AIM OF THE EXERCISE
Take every line from the listing below that contains "CancellationToken".
┄┄┄┄┄┄┄┄┄┄
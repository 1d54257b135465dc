// src/ingest/mod.rs
pub mod providers;
pub mod types;

use std::time::Duration;

use anyhow::{anyhow, Context, Result};
use metrics::{describe_counter, describe_gauge, describe_histogram};
use once_cell::sync::OnceCell;
use serde::de::DeserializeOwned;
use tokio_util::sync::CancellationToken;

const USER_AGENT: &str = concat!("smartfeed/", env!("CARGO_PKG_VERSION"));

/// One-time metrics registration (so series show up on /metrics).
pub(crate) fn ensure_metrics_described() {
    static ONCE: OnceCell<()> = OnceCell::new();
    ONCE.get_or_init(describe_metrics);
}

/// Registers HELP text for every feed series on the current recorder.
pub fn describe_metrics() {
    describe_counter!(
        "feed_cache_hits_total",
        "Merged article reads served from cache."
    );
    describe_counter!(
        "feed_cache_misses_total",
        "Merged article reads that triggered a provider fan-out."
    );
    describe_counter!(
        "feed_provider_errors_total",
        "Provider listing failures (abort the whole aggregation)."
    );
    describe_counter!(
        "feed_items_skipped_total",
        "Single items skipped after a fetch/decode failure."
    );
    describe_counter!("cache_swept_total", "Expired cache entries removed by sweep.");
    describe_gauge!("feed_merged_articles", "Size of the last merged article set.");
    describe_histogram!("feed_fetch_ms", "Full fan-out time in milliseconds.");
}

/// Shared HTTP client for all providers. `timeout` bounds each request.
pub fn http_client(timeout: Duration) -> Result<reqwest::Client> {
    reqwest::Client::builder()
        .user_agent(USER_AGENT)
        .connect_timeout(timeout.min(Duration::from_secs(4)))
        .timeout(timeout)
        .build()
        .context("building reqwest client")
}

/// GET `url` and decode the JSON body, racing the request against `cancel`.
/// Non-2xx statuses are errors.
pub(crate) async fn get_json<T: DeserializeOwned>(
    client: &reqwest::Client,
    url: &str,
    cancel: &CancellationToken,
) -> Result<T> {
    let fetch = async {
        let resp = client
            .get(url)
            .send()
            .await
            .with_context(|| format!("GET {url}"))?
            .error_for_status()
            .with_context(|| format!("GET {url} status"))?;
        resp.json::<T>()
            .await
            .with_context(|| format!("decoding {url}"))
    };

    tokio::select! {
        biased;
        _ = cancel.cancelled() => Err(anyhow!("request cancelled: {url}")),
        res = fetch => res,
    }
}

/// Trim a base URL so `format!("{base}/path")` never doubles the slash.
pub(crate) fn trim_base(base: impl Into<String>) -> String {
    let mut s = base.into();
    while s.ends_with('/') {
        s.pop();
    }
    s
}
┄┄┄┄┄┄┄┄┄┄
EXERCISE SOLUTION
use tokio_util::sync::CancellationToken;
    cancel: &CancellationToken,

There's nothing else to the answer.